Ran into this problem again today.
$ sudo lsof /nix/var/nix/db/big-lock
[sudo] password for bryan:
lsof: WARNING: can't stat() fuse.gvfsd-fuse file system /run/user/1000/gvfs
Output information may be incomplete.
lsof: WARNING: can't stat() fuse.portal file system /run/user/1000/doc
Output information may be incomplete.
COMMAND PID USER FD TYPE DEVICE SIZE/OFF NODE NAME
packageki 2729 root 10u REG 0,33 0 271 /nix/var/nix/db/big-lock
nix-env 60764 root 4u REG 0,33 0 271 /nix/var/nix/db/big-lock
Edit, it seems like PackageKit is holding a lock on it?
So, after killing the packagekit process, everything resumed as expected.

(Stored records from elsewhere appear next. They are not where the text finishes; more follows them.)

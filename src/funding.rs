//! `FundingRateEnricher` (spec.md §4.7): attaches `currentFundingRate` /
//! `fundingRateHistory` to every rankings row that has a futures mapping.

use std::collections::HashMap;
use std::sync::Arc;
use std::time::Duration;

use chrono::{DateTime, Utc};
use tracing::warn;

use crate::concurrency::{ConcurrencyPool, ConcurrencyPoolOptions};
use crate::market_feed::MarketFeed;
use crate::models::{FundingRateObservation, LeaderboardItem};

const BATCH_SIZE: usize = 20;
const BATCH_DELAY_MS: u64 = 2_000;

pub struct FundingRateEnricher {
    feed: Arc<dyn MarketFeed>,
    pool: ConcurrencyPool,
}

impl FundingRateEnricher {
    pub fn new(feed: Arc<dyn MarketFeed>) -> Self {
        Self {
            feed,
            pool: ConcurrencyPool::new(ConcurrencyPoolOptions {
                initial_concurrency: 5,
                min_concurrency: 1,
                max_concurrency: 5,
                adaptive: false,
                retry: true,
                max_retries: 2,
            }),
        }
    }

    /// Never fails the row: on any irrecoverable error the affected symbols
    /// are simply left with empty history / absent current rate.
    pub async fn enrich(&self, rankings: &mut [LeaderboardItem], t: DateTime<Utc>, granularity_hours: i64) {
        let threshold = t + chrono::Duration::minutes(10);
        let window_end = t + chrono::Duration::hours(granularity_hours) + chrono::Duration::minutes(10);

        let futures_symbols: Vec<String> = rankings
            .iter()
            .filter_map(|item| item.future_symbol.clone())
            .collect::<std::collections::HashSet<_>>()
            .into_iter()
            .collect();

        let mut all_observations: HashMap<String, Vec<FundingRateObservation>> = HashMap::new();

        for batch in futures_symbols.chunks(BATCH_SIZE) {
            let feed = self.feed.clone();
            let result = self
                .pool
                .run(batch.to_vec(), move |symbol: String| {
                    let feed = feed.clone();
                    async move { feed.funding_rate_history(&symbol, t, window_end, 100).await }
                })
                .await;

            for (symbol, observations) in result.results {
                all_observations.insert(symbol, observations);
            }
            for (symbol, err) in result.errors {
                warn!(symbol, error = %err, "funding rate query failed after retries, leaving row unenriched");
            }

            tokio::time::sleep(Duration::from_millis(BATCH_DELAY_MS)).await;
        }

        for item in rankings.iter_mut() {
            let Some(future_symbol) = &item.future_symbol else {
                continue;
            };
            let Some(observations) = all_observations.get(future_symbol) else {
                continue;
            };

            let current = observations
                .iter()
                .filter(|o| o.funding_time <= threshold)
                .max_by_key(|o| o.funding_time);
            item.current_funding_rate = current.map(|o| o.funding_rate);

            item.funding_rate_history = observations
                .iter()
                .filter(|o| o.funding_time > threshold)
                .copied()
                .collect();
        }
    }
}

#[cfg(test)]
mod tests {
    use super::*;
    use crate::leaderboard::build_item;
    use crate::market_feed::{ContractType, FuturesSymbolInfo, Interval, SpotSymbolInfo};
    use crate::models::{Candle, VolumeWindow};
    use async_trait::async_trait;
    use chrono::TimeZone;
    use std::sync::Mutex;

    struct FakeFeed {
        observations: Mutex<HashMap<String, Vec<FundingRateObservation>>>,
    }

    #[async_trait]
    impl MarketFeed for FakeFeed {
        async fn exchange_info(&self) -> Result<Vec<SpotSymbolInfo>, crate::error::MarketFeedError> {
            Ok(vec![])
        }
        async fn futures_exchange_info(&self) -> Result<Vec<FuturesSymbolInfo>, crate::error::MarketFeedError> {
            let _ = ContractType::Perpetual;
            Ok(vec![])
        }
        async fn klines(
            &self,
            _symbol: &str,
            _interval: Interval,
            _start_time: DateTime<Utc>,
            _end_time: DateTime<Utc>,
            _limit: u32,
        ) -> Result<Vec<Candle>, crate::error::MarketFeedError> {
            Ok(vec![])
        }
        async fn futures_klines(
            &self,
            _symbol: &str,
            _interval: Interval,
            _start_time: DateTime<Utc>,
            _end_time: DateTime<Utc>,
            _limit: u32,
        ) -> Result<Vec<Candle>, crate::error::MarketFeedError> {
            Ok(vec![])
        }
        async fn funding_rate_history(
            &self,
            symbol: &str,
            _start_time: DateTime<Utc>,
            _end_time: DateTime<Utc>,
            _limit: u32,
        ) -> Result<Vec<FundingRateObservation>, crate::error::MarketFeedError> {
            Ok(self.observations.lock().unwrap().get(symbol).cloned().unwrap_or_default())
        }
    }

    #[tokio::test]
    async fn splits_observations_at_threshold() {
        let t = Utc.with_ymd_and_hms(2024, 6, 3, 0, 0, 0).unwrap();
        let mut observations = HashMap::new();
        observations.insert(
            "ETHUSDT".to_string(),
            vec![
                FundingRateObservation {
                    funding_time: t,
                    funding_rate: 0.0001,
                    mark_price: Some(3000.0),
                },
                FundingRateObservation {
                    funding_time: t + chrono::Duration::hours(8),
                    funding_rate: 0.0002,
                    mark_price: None,
                },
            ],
        );

        let feed: Arc<dyn MarketFeed> = Arc::new(FakeFeed {
            observations: Mutex::new(observations),
        });
        let enricher = FundingRateEnricher::new(feed);

        let window = VolumeWindow::from_candles(vec![]);
        let mut item = build_item("ETHUSDT", &window).unwrap();
        item.future_symbol = Some("ETHUSDT".to_string());
        let mut rankings = vec![item];

        enricher.enrich(&mut rankings, t, 8).await;

        assert_eq!(rankings[0].current_funding_rate, Some(0.0001));
        assert_eq!(rankings[0].funding_rate_history.len(), 1);
        assert_eq!(rankings[0].funding_rate_history[0].funding_rate, 0.0002);
    }
}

I am truly not an expert on this but it looks like there's a TOC/TOU between when Nix checks that no database migration is happening by acquiring a shared lock on big-lock:
https://github.com/NixOS/nix/blob/26c7602c390f8c511f326785b570918b2f468892/src/libstore/local-store.cc#L264-L272
And when it later acts on this check by acquiring an exclusive lock:
https://github.com/NixOS/nix/blob/26c7602c390f8c511f326785b570918b2f468892/src/libstore/local-store.cc#L92-L95
So if you start two Nix processes (or indeed two processes using the Nix store library, like PackageKit) at the same time, they can both get a shared lock on big-lock, and now they're both trying to get an exclusive lock which can't happen because they both still have the shared lock.
I guess a solution would be to try to get an exclusive lock right away, and only downgrade it to a shared lock after we've done the migration (or we've decided we don't need to do one).
Am I making any sense?
There are subtleties though: I was unable to get a deadlock to happen on my machine, even with a very simple C program that just calls flock twice with a sleep in between. This seems to be due to flock not upgrading the lock atomically:
Converting a lock (shared to exclusive, or vice versa) is not guaranteed to be atomic: the existing lock is first removed, and then a new lock is established. Between these two steps, a pending lock request by another process may be granted, with the result that the conversion either blocks, or fails if LOCK_NB was specified. (This is the original BSD behavior, and occurs on many other implementations.)
This lack of atomicity prevents the deadlock, which makes me wonder if there are situations where it does upgrade the lock atomically.
People who experienced this bug: what version of Linux are/were you on? What type of filesystem is your /nix/var/nix/db on?
I will still submit a PR under the assumption that this is what's happening, but it certainly is puzzling...
not working: workaround to unblock line 92: release the shared lock (lockType = ltRead), so the lock is unlocked (lockType = ltNone), then acquire the exclusive lock (lockType = ltWrite)
@milahu could you elaborate on this? Did you confirm that releasing the lock with ltNone before waiting for the exclusive lock still runs into a deadlock? Because that would invalidate my theory...
People who experienced this bug: what version of Linux are/were you on? What type of filesystem is your /nix/var/nix/db on?
NixOS (22.11 mainly), ZFS
@milahu could you elaborate on this?
i tried to reproduce with a patched nix 2.13 but no luck
= enabling the ca-derivations feature does not cause a deadlock
i would have to downgrade the database schema to reach migrateCASchema
Still happening on Nix 2.17.0. Occurred when running nixos-rebuild switch upon adding ca-derivations feature. FS is ZFS.
sudo lsof /nix/var/nix/db/big-lock
COMMAND PID USER FD TYPE DEVICE SIZE/OFF NODE NAME
nix-daemo 392341 root 3uR REG 0,29 0 134 /nix/var/nix/db/big-lock
nix-daemo 995083 root 3u REG 0,29 0 134 /nix/var/nix/db/big-lock
nix-daemo 995677 root 3u REG 0,29 0 134 /nix/var/nix/db/big-lock
nix-daemo 996238 root 3u REG 0,29 0 134 /nix/var/nix/db/big-lock
nix-daemo 997332 root 3u REG 0,29 0 134 /nix/var/nix/db/big-lock
sudo pkill nix-daemon did not stop the processes, however sudo pkill -KILL nix-daemon and then sudo systemctl start nix-daemon seems to…be fine? I can build CA drvs.
Doing a nixos-rebuild boot + reboot instead, should also fix the deadlock.